Change How You See ADHD

Break the cycle and create a new story.

While ADHD affects every woman differently, one thing remains true for us all: An unhealthy lifestyle can make the negative parts of ADHD more intense. And let’s face it, when these negative parts include distractibility, disorganization, emotional dysregulation, anxiety, and executive dysfunction, life as an adult in this world is inevitably going to be more challenging and less enjoyable.
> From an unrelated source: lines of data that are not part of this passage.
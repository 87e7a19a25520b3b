//! Provider trait — the abstraction over LLM backends.
//!
//! A Provider knows how to send a conversation to an LLM and get a response
//! back, either as a complete message or as a stream of tokens.
//!
//! Implementations: any OpenAI-compatible chat-completions endpoint.

use async_trait::async_trait;
use serde::{Deserialize, Serialize};
use crate::error::ProviderError;
use crate::message::Message;

/// Configuration for a provider request.
#[derive(Debug, Clone, Serialize, Deserialize)]
pub struct ProviderRequest {
    /// The model to use (e.g., "gpt-4o", "qwen-plus")
    pub model: String,

    /// The conversation messages
    pub messages: Vec<Message>,

    /// Temperature (0.0 = deterministic, 1.0 = creative)
    #[serde(default = "default_temperature")]
    pub temperature: f32,

    /// Maximum tokens to generate
    #[serde(default, skip_serializing_if = "Option::is_none")]
    pub max_tokens: Option<u32>,

    /// Whether to stream the response
    #[serde(default)]
    pub stream: bool,

    /// Stop sequences
    #[serde(default, skip_serializing_if = "Vec::is_empty")]
    pub stop: Vec<String>,
}

fn default_temperature() -> f32 {
    0.7
}

/// A complete (non-streaming) response from a provider.
#[derive(Debug, Clone, Serialize, Deserialize)]
pub struct ProviderResponse {
    /// The generated message
    pub message: Message,

    /// Token usage statistics
    pub usage: Option<Usage>,

    /// Which model actually responded (may differ from requested)
    pub model: String,
}

/// Token usage information.
#[derive(Debug, Clone, Serialize, Deserialize)]
pub struct Usage {
    pub prompt_tokens: u32,
    pub completion_tokens: u32,
    pub total_tokens: u32,
}

/// A single chunk in a streaming response.
#[derive(Debug, Clone, Serialize, Deserialize)]
pub struct StreamChunk {
    /// Partial content delta
    #[serde(default)]
    pub content: Option<String>,

    /// Whether this is the final chunk
    #[serde(default)]
    pub done: bool,

    /// Usage info (typically only in the final chunk)
    #[serde(default, skip_serializing_if = "Option::is_none")]
    pub usage: Option<Usage>,
}

/// The core Provider trait.
///
/// The completion invoker calls `stream()` without knowing which backend is
/// behind it. Dropping the returned receiver must stop delivery: implementations
/// watch for the closed channel and abandon the upstream request.
#[async_trait]
pub trait Provider: Send + Sync {
    /// A human-readable name for this provider (e.g., "openai", "dashscope").
    fn name(&self) -> &str;

    /// Send a request and get a complete response.
    async fn complete(&self, request: ProviderRequest) -> std::result::Result<ProviderResponse, ProviderError>;

    /// Send a request and get a stream of response chunks.
    ///
    /// Default implementation calls `complete()` and wraps the result as a single chunk.
    async fn stream(
        &self,
        request: ProviderRequest,
    ) -> std::result::Result<
        tokio::sync::mpsc::Receiver<std::result::Result<StreamChunk, ProviderError>>,
        ProviderError,
    > {
        let response = self.complete(request).await?;
        let (tx, rx) = tokio::sync::mpsc::channel(1);
        let _ = tx.send(Ok(StreamChunk {
            content: Some(response.message.content),
            done: true,
            usage: response.usage,
        })).await;
        Ok(rx)
    }

    /// Health check — can we reach the provider?
    async fn health_check(&self) -> std::result::Result<bool, ProviderError> {
        Ok(true)
    }
}

#[cfg(test)]
mod tests {
    use super::*;

    struct Fixed;

    #[async_trait]
    impl Provider for Fixed {
        fn name(&self) -> &str {
            "fixed"
        }

        async fn complete(&self, request: ProviderRequest) -> std::result::Result<ProviderResponse, ProviderError> {
            Ok(ProviderResponse {
                message: Message::assistant("fixed answer"),
                usage: None,
                model: request.model,
            })
        }
    }

    #[test]
    fn provider_request_defaults() {
        let req: ProviderRequest = serde_json::from_value(serde_json::json!({
            "model": "gpt-4o",
            "messages": []
        }))
        .unwrap();
        assert!((req.temperature - 0.7).abs() < f32::EPSILON);
        assert!(!req.stream);
        assert!(req.max_tokens.is_none());
    }

    #[tokio::test]
    async fn default_stream_wraps_complete() {
        let request = ProviderRequest {
            model: "m".into(),
            messages: vec![Message::user("hi")],
            temperature: 0.0,
            max_tokens: None,
            stream: true,
            stop: vec![],
        };
        let mut rx = Fixed.stream(request).await.unwrap();
        let chunk = rx.recv().await.unwrap().unwrap();
        assert_eq!(chunk.content.as_deref(), Some("fixed answer"));
        assert!(chunk.done);
        assert!(rx.recv().await.is_none());
    }
}
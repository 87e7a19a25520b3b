//! Request contexts — the live state of one turn.
//!
//! A context is created when a turn begins and owns everything that turn
//! mutates: the round counter, the round text, the cross-round process log,
//! the tool-call records, the lifecycle state and the output channel.
//!
//! Contexts form a tree. A tool that delegates to a sub-agent registers the
//! sub-agent's context as a child, and [`RequestContext::stop`] walks the
//! tree synchronously: mark stopped, cancel the in-flight completion, stop
//! every child.

use std::sync::atomic::{AtomicBool, Ordering};
use std::sync::{Arc, Mutex, MutexGuard, PoisonError, Weak};

use agentry_core::error::TurnError;
use agentry_core::message::{ConversationKind, ConversationStatus, MessageState};
use agentry_core::store::ChatStore;
use agentry_core::tool::{ToolCallRecord, ToolParams};
use agentry_core::turn::TurnRequest;
use chrono::{DateTime, Utc};
use tokio::sync::mpsc;
use tokio_util::sync::CancellationToken;
use tracing::{debug, warn};

use crate::live::LiveContexts;
use crate::stream_event::{EventPayload, StreamEvent};

fn lock<T>(mutex: &Mutex<T>) -> MutexGuard<'_, T> {
    mutex.lock().unwrap_or_else(PoisonError::into_inner)
}

#[derive(Debug, Default)]
struct TurnState {
    conversation_id: String,
    message_id: String,
    query: String,
    inputs: ToolParams,
    is_first_message: bool,
    round: u32,
    round_text: String,
    process_log: String,
    tool_calls: Vec<ToolCallRecord>,
    state: MessageState,
    message_created_at: Option<DateTime<Utc>>,
    holds_lock: bool,
}

pub struct RequestContext {
    agent: String,
    user_id: String,
    title: String,
    kind: ConversationKind,
    requested_message: Option<String>,
    turn: Mutex<TurnState>,
    cancel: CancellationToken,
    output: Mutex<Option<mpsc::UnboundedSender<StreamEvent>>>,
    parent: Mutex<Weak<RequestContext>>,
    children: Mutex<Vec<Arc<RequestContext>>>,
    cleaned: AtomicBool,
}

impl std::fmt::Debug for RequestContext {
    fn fmt(&self, f: &mut std::fmt::Formatter<'_>) -> std::fmt::Result {
        let turn = lock(&self.turn);
        f.debug_struct("RequestContext")
            .field("agent", &self.agent)
            .field("conversation_id", &turn.conversation_id)
            .field("message_id", &turn.message_id)
            .field("round", &turn.round)
            .field("state", &turn.state)
            .finish()
    }
}

impl RequestContext {
    /// Create a context for a blocking caller.
    pub fn new(request: &TurnRequest) -> Arc<Self> {
        Arc::new(Self::build(request, None))
    }

    /// Create a context whose events are sent to `output`.
    pub fn streaming(request: &TurnRequest, output: mpsc::UnboundedSender<StreamEvent>) -> Arc<Self> {
        Arc::new(Self::build(request, Some(output)))
    }

    fn build(request: &TurnRequest, output: Option<mpsc::UnboundedSender<StreamEvent>>) -> Self {
        let conversation_id = request.conversation_id.clone().unwrap_or_default();
        Self {
            agent: request.agent.clone(),
            user_id: request.user.clone(),
            title: request.title.clone(),
            kind: request.kind,
            requested_message: request.message_id.clone(),
            turn: Mutex::new(TurnState {
                is_first_message: conversation_id.is_empty(),
                conversation_id,
                query: request.query.clone(),
                inputs: request.inputs.clone(),
                ..TurnState::default()
            }),
            cancel: CancellationToken::new(),
            output: Mutex::new(output),
            parent: Mutex::new(Weak::new()),
            children: Mutex::new(Vec::new()),
            cleaned: AtomicBool::new(false),
        }
    }

    pub fn agent(&self) -> &str {
        &self.agent
    }

    pub fn user_id(&self) -> &str {
        &self.user_id
    }

    pub fn title(&self) -> &str {
        &self.title
    }

    pub fn kind(&self) -> ConversationKind {
        self.kind
    }

    /// The message id the caller asked to regenerate, if any.
    pub fn requested_message(&self) -> Option<&str> {
        self.requested_message.as_deref()
    }

    pub fn conversation_id(&self) -> String {
        lock(&self.turn).conversation_id.clone()
    }

    pub fn message_id(&self) -> String {
        lock(&self.turn).message_id.clone()
    }

    pub fn query(&self) -> String {
        lock(&self.turn).query.clone()
    }

    pub fn inputs(&self) -> ToolParams {
        lock(&self.turn).inputs.clone()
    }

    pub fn is_first_message(&self) -> bool {
        lock(&self.turn).is_first_message
    }

    pub fn message_created_at(&self) -> Option<DateTime<Utc>> {
        lock(&self.turn).message_created_at
    }

    pub fn state(&self) -> MessageState {
        lock(&self.turn).state
    }

    pub fn round(&self) -> u32 {
        lock(&self.turn).round
    }

    pub fn is_first_round(&self) -> bool {
        self.round() == 1
    }

    pub fn cancel_token(&self) -> &CancellationToken {
        &self.cancel
    }

    /// Fail with `NotRunning` unless the context is still running.
    pub fn ensure_running(&self) -> Result<(), TurnError> {
        if self.state() == MessageState::Running {
            Ok(())
        } else {
            Err(TurnError::NotRunning)
        }
    }

    /// Start the next round: bump the counter and clear the round text.
    pub fn next_round(&self) -> u32 {
        let mut turn = lock(&self.turn);
        turn.round += 1;
        turn.round_text.clear();
        turn.round
    }

    /// Record that this turn acquired the conversation's busy lock.
    pub fn bind_conversation(&self, conversation_id: &str) {
        let mut turn = lock(&self.turn);
        turn.conversation_id = conversation_id.to_string();
        turn.holds_lock = true;
    }

    pub fn bind_message(&self, message_id: &str, created_at: DateTime<Utc>) {
        let mut turn = lock(&self.turn);
        turn.message_id = message_id.to_string();
        turn.message_created_at = Some(created_at);
    }

    /// Restore the inputs and query of a message being regenerated.
    pub fn replay(&self, query: String, inputs: ToolParams) {
        let mut turn = lock(&self.turn);
        turn.query = query;
        turn.inputs = inputs;
    }

    pub fn round_text(&self) -> String {
        lock(&self.turn).round_text.clone()
    }

    pub fn append_round_text(&self, text: &str) {
        lock(&self.turn).round_text.push_str(text);
    }

    pub fn set_round_text(&self, text: String) {
        lock(&self.turn).round_text = text;
    }

    pub fn process_log(&self) -> String {
        lock(&self.turn).process_log.clone()
    }

    /// Append the current round text to the process log and return the log.
    pub fn commit_round(&self) -> String {
        let mut turn = lock(&self.turn);
        let round_text = std::mem::take(&mut turn.round_text);
        turn.process_log.push('\n');
        turn.process_log.push_str(&round_text);
        turn.round_text = round_text;
        turn.process_log.clone()
    }

    pub fn push_tool_call(&self, record: ToolCallRecord) {
        lock(&self.turn).tool_calls.push(record);
    }

    pub fn last_tool_call(&self) -> Option<ToolCallRecord> {
        lock(&self.turn).tool_calls.last().cloned()
    }

    pub fn tool_calls(&self) -> Vec<ToolCallRecord> {
        lock(&self.turn).tool_calls.clone()
    }

    /// Move from `running` to a terminal state. Returns `false` if already terminal.
    pub fn finish(&self, state: MessageState) -> bool {
        let mut turn = lock(&self.turn);
        if turn.state.is_terminal() || !state.is_terminal() {
            return false;
        }
        turn.state = state;
        true
    }

    /// Stop this context and every child, depth first.
    ///
    /// A context that is already terminal is left alone.
    pub fn stop(&self) {
        if !self.finish(MessageState::Stopped) {
            return;
        }
        debug!(message_id = %self.message_id(), "Stopping request");
        self.cancel.cancel();

        let children = lock(&self.children).clone();
        for child in children {
            child.stop();
        }
    }

    pub fn parent(&self) -> Option<Arc<RequestContext>> {
        lock(&self.parent).upgrade()
    }

    pub fn children(&self) -> Vec<Arc<RequestContext>> {
        lock(&self.children).clone()
    }

    /// Attach `child` under this context. A child registered after this
    /// context stopped is stopped immediately.
    pub fn register_child(self: &Arc<Self>, child: &Arc<RequestContext>) {
        *lock(&child.parent) = Arc::downgrade(self);
        lock(&self.children).push(child.clone());

        if self.state() != MessageState::Running {
            child.stop();
        }
    }

    fn remove_child(&self, child: &RequestContext) {
        lock(&self.children).retain(|c| !std::ptr::eq(Arc::as_ptr(c), child));
    }

    /// Whether this context has an output channel.
    pub fn is_streaming(&self) -> bool {
        lock(&self.output).is_some()
    }

    /// Send an event to the output channel, if there is one.
    pub fn emit(&self, payload: EventPayload) {
        let output = lock(&self.output);
        let Some(tx) = output.as_ref() else {
            return;
        };

        let (conversation_id, message_id) = {
            let turn = lock(&self.turn);
            (turn.conversation_id.clone(), turn.message_id.clone())
        };
        let event = StreamEvent {
            task_id: message_id.clone(),
            message_id,
            conversation_id,
            payload,
        };
        if tx.send(event).is_err() {
            debug!("Output receiver dropped, event discarded");
        }
    }

    /// Release everything this turn holds. Idempotent.
    ///
    /// Detaches from the parent and children, closes the output channel,
    /// unregisters from `live` and releases the conversation's busy lock.
    pub async fn clean_up(&self, live: &LiveContexts, store: &dyn ChatStore) {
        if self.cleaned.swap(true, Ordering::SeqCst) {
            return;
        }

        if let Some(parent) = self.parent() {
            parent.remove_child(self);
        }
        *lock(&self.parent) = Weak::new();
        let children = std::mem::take(&mut *lock(&self.children));
        for child in children {
            *lock(&child.parent) = Weak::new();
        }

        lock(&self.output).take();

        let (conversation_id, message_id, holds_lock) = {
            let turn = lock(&self.turn);
            (turn.conversation_id.clone(), turn.message_id.clone(), turn.holds_lock)
        };
        if !message_id.is_empty() {
            live.remove(&message_id, self);
        }

        if holds_lock {
            match store
                .transition_conversation(&conversation_id, ConversationStatus::Busy, ConversationStatus::Normal)
                .await
            {
                Ok(true) => {}
                Ok(false) => debug!(conversation_id = %conversation_id, "Conversation was no longer busy"),
                Err(e) => warn!(conversation_id = %conversation_id, error = %e, "Failed to release conversation"),
            }
        }
    }

    pub fn is_cleaned(&self) -> bool {
        self.cleaned.load(Ordering::SeqCst)
    }
}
You deserve to live a life of joy, fulfillment, health, vibrancy, and happiness. You deserve to feel healthy and happy. There are practices you can bring into your life to improve how you feel, and these practices will help protect you from future overwhelm and burnout.

ADHD Traps You in a Vicious Cycle

There are many reasons why our ADHD struggles get in the way of leading a healthy lifestyle. Here are the most common ways that they can keep us from maintaining good habits like regular exercise. You’re probably already familiar with some of them.

• Boredom intolerance: Traditional workouts might not hold your attention for long, and repetitive exercises can feel tedious. You get bored with workout routines easily and think there’s no point in making one if you can’t stick to it. When you do start a new routine, you eventually stop, give up, and call it another failure.

• Difficulties with time management: You feel like you have all the time in the world and that you can just do it later, but “later” never comes. Or you feel you have no time to do anything because you have an appointment at 3:00 p.m. and therefore can only sit and wait for said appointment so you won’t miss it.

• Executive dysfunction: “Executive dysfunction” is a term that describes having difficulties with organizing, planning, initiating, completing, and switching between tasks. For example, you might have trouble sticking to a plan and prioritizing a goal. You want to go to the gym, but on your drive there, you feel sleepy, so you stop at a café to grab a coffee. You realize you need to pee, and this reminds you that you need to pick up toilet paper at the store. You stop by the store to get it, and suddenly, before you know it, you’re doing a full grocery shopping run, only to see the time and realize three hours have passed and you can’t go to the gym because you need to be home in time to take an important work call.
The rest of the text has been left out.